But if people aren’t having babies? If ecoactivists get in the way of God’s plan? Long lines in heaven, with billions of children waiting, interminably, for their one chance to be saved. The zero-population-growth movement had come dangerously close to foiling God’s plan. And even if it was already mostly dormant, the adults still talked about it. They knew that somewhere out there, somewhere beyond Salt Lake City, there were still people who wanted to stop Mormon families from existing.

The whole population debate could have easily sailed over my head and remained a conversation among adults. But then two Mormon thespians made a musical, which in 1989 became a video, that let kids in on it — and I became its superfan. Saturday’s Warrior follows a nice Mormon boy named Jimmy who falls in with a crowd of “zero population” activists at his high school. Jimmy’s mom is pregnant for the eighth time, and Jimmy’s sister-to-be, Emily, is up in the preexistence in a fluttery green dress, waiting for her chance to be born. Jimmy is torn. He loves his siblings, and he wants to be a good Mormon, but at lunchtime, his new friends invite him to sit with them on the hood of their shiny red convertible, where they talk, like, um, all high schoolers about the importance of family planning.
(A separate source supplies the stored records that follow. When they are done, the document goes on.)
//! Scoped selection buffer for depth-first search.

/// The items chosen along the current search path, as input indices.
///
/// A search owns exactly one `Selection`, pushes an index when it descends
/// into an include branch and pops it when it backtracks. Indices are always
/// strictly increasing, so the buffer is an ordered subsequence of the input.
///
/// # Example
///
/// ```
/// use knapforge_core::Selection;
///
/// let mut selection = Selection::with_capacity(3);
/// selection.push(0);
/// selection.push(2);
/// assert_eq!(selection.indices(), &[0, 2]);
/// assert_eq!(selection.pop(), Some(2));
/// assert_eq!(selection.len(), 1);
/// ```
#[derive(Debug, Clone, Default, PartialEq, Eq)]
pub struct Selection {
    indices: Vec<usize>,
}

impl Selection {
    pub fn new() -> Self {
        Self::default()
    }

    /// Creates an empty selection able to hold `n` indices without reallocating.
    pub fn with_capacity(n: usize) -> Self {
        Self {
            indices: Vec::with_capacity(n),
        }
    }

    /// Includes the item at `index`. Must be greater than every index already held.
    #[inline]
    pub fn push(&mut self, index: usize) {
        debug_assert!(
            self.indices.last().map_or(true, |&last| last < index),
            "selection indices must be strictly increasing"
        );
        self.indices.push(index);
    }

    /// Undoes the most recent include.
    #[inline]
    pub fn pop(&mut self) -> Option<usize> {
        self.indices.pop()
    }

    #[inline]
    pub fn indices(&self) -> &[usize] {
        &self.indices
    }

    #[inline]
    pub fn len(&self) -> usize {
        self.indices.len()
    }

    #[inline]
    pub fn is_empty(&self) -> bool {
        self.indices.is_empty()
    }

    pub fn clear(&mut self) {
        self.indices.clear();
    }

    /// Copies the current path into `target`, reusing its allocation.
    pub fn copy_into(&self, target: &mut Vec<usize>) {
        target.clear();
        target.extend_from_slice(&self.indices);
    }
}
What starts as an argument about childcare — “Kids. They’re a life sentence!” — quickly morphs into a conversation about scarce resources. (“Hey, what about the country?” a girl in a pink crop top asks. “The world?”) Inspired by the question, the most popular boy stands up and makes a declaration. “We as citizens of planet Earth have a solemn obligation to preserve our natural resources by limiting our numbers,” he says, his jaw chiseled with conviction, his acid-washed jean jacket resplendent.

“Who can survive? / Who can survive? / Not one of us will be alive,” Jimmy’s new friends sing while girls in high ponytails pirouette and leap to underscore the point. “Who can be strong? / Who can be strong? / When all the food is gone?”

Jimmy is convinced for a while, but don’t worry! The bad kids don’t win. With the help of some angelic interventions, Jimmy sees the error of his ways and reunites with his family — just in time for Emily to be born. And That’s When He Realizes: All this talk of scarce resources is nothing compared to holding your kid sister in your arms.

I knew that we, as Mormons, were threatened by people who cared more about the planet than family. But I didn’t know why.

Growing up, I always cheered at the movie’s final scene. But when it was time to choreograph some sleepover dance numbers to the soundtrack, I’d beg to play a bad kid, crimping my hair and tying my (modest) shirt into a midriff-baring top. That’s because, secretly, I liked them. It wasn’t just their scrunchies and short shorts and palpable sexual energy. It was what they were saying. I’d lived my whole life in a white Mormon bubble. Because of this, world politics always came at me sideways — through the counterargument, not the argument. I knew that we, as Mormons, were threatened by people who cared more about the planet than family. But I didn’t know why.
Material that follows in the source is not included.